What you have to do
Which lines of the data include the string "ClassifierConfig"? List them all.

Saved data entries:
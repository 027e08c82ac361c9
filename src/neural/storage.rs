// projeto: streamtrend
// file: src/neural/storage.rs
// Trained-model persistence behind the ModelStore trait (JSON or bincode files)

use chrono::{DateTime, Utc};
use log::info;
use serde::{Deserialize, Serialize};
use std::fs;
use std::path::{Path, PathBuf};

use crate::neural::classifier::{ClassifierConfig, ModelState, SequenceClassifier};
use crate::neural::features::TrackSet;
use crate::neural::metrics::TrainingHistory;
use crate::neural::model::{Architecture, ModelWeights};
use crate::neural::utils::TrainingError;

/// Everything needed to rebuild a trained classifier.
#[derive(Debug, Clone, Serialize, Deserialize)]
pub struct SavedModel {
    pub architecture: Architecture,
    pub weights: ModelWeights,
    pub track_ids: Vec<String>,
    pub window_size: usize,
    pub best_epoch: usize,
    pub best_val_loss: Option<f64>,
    pub history: TrainingHistory,
    pub fingerprint: String,
    pub saved_at: DateTime<Utc>,
}

impl SavedModel {
    pub fn from_classifier(classifier: &SequenceClassifier, tracks: &TrackSet) -> Result<Self, TrainingError> {
        let network = classifier.network().ok_or(TrainingError::NotBuilt)?;
        let state = classifier.model_state();
        Ok(SavedModel {
            architecture: network.arch.clone(),
            weights: network.weights.clone(),
            track_ids: tracks.ids().to_vec(),
            window_size: network.arch.window_size,
            best_epoch: state.best_epoch,
            best_val_loss: Some(state.best_val_loss).filter(|v| v.is_finite()),
            history: state.history.clone(),
            fingerprint: network.weights.fingerprint(),
            saved_at: Utc::now(),
        })
    }

    pub fn tracks(&self) -> TrackSet {
        TrackSet::new(self.track_ids.clone())
    }

    /// Rebuilds the classifier, refusing weights whose fingerprint changed.
    pub fn into_classifier(self, config: ClassifierConfig) -> Result<SequenceClassifier, TrainingError> {
        let actual = self.weights.fingerprint();
        if actual != self.fingerprint {
            return Err(TrainingError::Serialization(format!(
                "weight fingerprint mismatch: stored {} but weights hash to {}", self.fingerprint, actual
            )));
        }
        let model_state = ModelState {
            best_val_loss: self.best_val_loss.unwrap_or(f64::INFINITY),
            best_epoch: self.best_epoch,
            best_fingerprint: Some(self.fingerprint),
            stopped_early: false,
            history: self.history,
        };
        SequenceClassifier::from_trained(config, self.architecture, self.weights, model_state)
    }
}

pub trait ModelStore {
    fn save(&self, model: &SavedModel) -> Result<(), TrainingError>;
    fn load(&self) -> Result<SavedModel, TrainingError>;
}

#[derive(Debug, Clone, Copy, PartialEq, Eq)]
pub enum ModelFormat {
    Json,
    Bincode,
}

/// Single-file store; `.bin` selects bincode, anything else JSON.
#[derive(Debug, Clone)]
pub struct FileModelStore {
    path: PathBuf,
    format: ModelFormat,
}

impl FileModelStore {
    pub fn new<P: AsRef<Path>>(path: P) -> Self {
        let path = path.as_ref().to_path_buf();
        let format = match path.extension().and_then(|e| e.to_str()) {
            Some("bin") => ModelFormat::Bincode,
            _ => ModelFormat::Json,
        };
        FileModelStore { path, format }
    }

    #[cfg(test)]
    pub fn path(&self) -> &Path {
        &self.path
    }

    #[cfg(test)]
    pub fn format(&self) -> ModelFormat {
        self.format
    }
}

impl ModelStore for FileModelStore {
    fn save(&self, model: &SavedModel) -> Result<(), TrainingError> {
        if let Some(parent) = self.path.parent().filter(|p| !p.as_os_str().is_empty()) {
            fs::create_dir_all(parent)?;
        }
        let bytes = match self.format {
            ModelFormat::Json => serde_json::to_vec_pretty(model)?,
            ModelFormat::Bincode => bincode::serde::encode_to_vec(model, bincode::config::standard())
                .map_err(|e| TrainingError::Serialization(format!("Failed to encode model: {}", e)))?,
        };
        fs::write(&self.path, &bytes)?;
        info!("💾 Model saved to {} ({:?}, {} bytes, sha256 {})",
              self.path.display(), self.format, bytes.len(), &model.fingerprint[..12.min(model.fingerprint.len())]);
        Ok(())
    }

    fn load(&self) -> Result<SavedModel, TrainingError> {
        let bytes = fs::read(&self.path)?;
        let model: SavedModel = match self.format {
            ModelFormat::Json => serde_json::from_slice(&bytes)?,
            ModelFormat::Bincode => {
                let (model, _) = bincode::serde::decode_from_slice(&bytes, bincode::config::standard())
                    .map_err(|e| TrainingError::Serialization(format!("Failed to decode model: {}", e)))?;
                model
            }
        };
        info!("📂 Model loaded from {} (saved at {})", self.path.display(), model.saved_at.to_rfc3339());
        Ok(model)
    }
}

#[cfg(test)]
mod tests {
    use super::*;
    use crate::neural::model::DropoutRates;
    use crate::neural::utils::LearningRateScheduler;
    use ndarray::Array2;

    fn config() -> ClassifierConfig {
        ClassifierConfig {
            gru_units: vec![4, 3],
            dense_units: 3,
            dropout: DropoutRates { input: 0.0, recurrent: 0.0, dense: 0.0 },
            l2_weight: 0.0,
            learning_rate: 1e-3,
            lr_schedule: LearningRateScheduler::Constant,
            clip_norm: 1.0,
            patience: 2,
            seed: 3,
        }
    }

    fn saved() -> (SequenceClassifier, SavedModel) {
        let mut classifier = SequenceClassifier::new(config());
        classifier.build(3, 6, 6).unwrap();
        let tracks = TrackSet::new(vec!["a".to_string(), "b".to_string()]);
        let model = SavedModel::from_classifier(&classifier, &tracks).unwrap();
        (classifier, model)
    }

    fn temp_path(name: &str) -> PathBuf {
        std::env::temp_dir().join(format!("streamtrend-{}-{}", std::process::id(), name))
    }

    #[test]
    fn test_unbuilt_classifier_cannot_be_saved() {
        let classifier = SequenceClassifier::new(config());
        let tracks = TrackSet::new(vec![]);
        assert!(matches!(SavedModel::from_classifier(&classifier, &tracks), Err(TrainingError::NotBuilt)));
    }

    #[test]
    fn test_format_follows_extension() {
        assert_eq!(FileModelStore::new("m.bin").format(), ModelFormat::Bincode);
        assert_eq!(FileModelStore::new("m.json").format(), ModelFormat::Json);
        assert_eq!(FileModelStore::new("model").format(), ModelFormat::Json);
    }

    #[test]
    fn test_saved_models_reload_with_identical_predictions() {
        let (classifier, model) = saved();
        let sample = Array2::from_shape_fn((3, 6), |(r, c)| (r + c) as f64 / 10.0);
        let expected = classifier.predict(std::slice::from_ref(&sample)).unwrap();

        for name in ["model.json", "model.bin"] {
            let store = FileModelStore::new(temp_path(name));
            store.save(&model).unwrap();
            let loaded = store.load().unwrap();
            assert_eq!(loaded.fingerprint, model.fingerprint);
            assert_eq!(loaded.tracks().ids(), &["a".to_string(), "b".to_string()]);

            let restored = loaded.into_classifier(config()).unwrap();
            assert_eq!(restored.predict(std::slice::from_ref(&sample)).unwrap(), expected);
            let _ = fs::remove_file(store.path());
        }
    }

    #[test]
    fn test_reloaded_model_keeps_window_length() {
        let (_, model) = saved();
        let store = FileModelStore::new(temp_path("window.json"));
        store.save(&model).unwrap();
        let restored = store.load().unwrap().into_classifier(config()).unwrap();
        let _ = fs::remove_file(store.path());

        assert_eq!(restored.predict(&[Array2::zeros((3, 6))]).unwrap().len(), 1);
        assert!(matches!(restored.predict(&[Array2::zeros((7, 6))]), Err(TrainingError::Shape(_))));
    }

    #[test]
    fn test_tampered_weights_rejected() {
        let (_, mut model) = saved();
        model.weights.output.b[0] += 1.0;
        assert!(matches!(model.into_classifier(config()), Err(TrainingError::Serialization(_))));
    }
}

Response to this task
use crate::neural::classifier::{ClassifierConfig, ModelState, SequenceClassifier};
    pub fn into_classifier(self, config: ClassifierConfig) -> Result<SequenceClassifier, TrainingError> {
    fn config() -> ClassifierConfig {
        ClassifierConfig {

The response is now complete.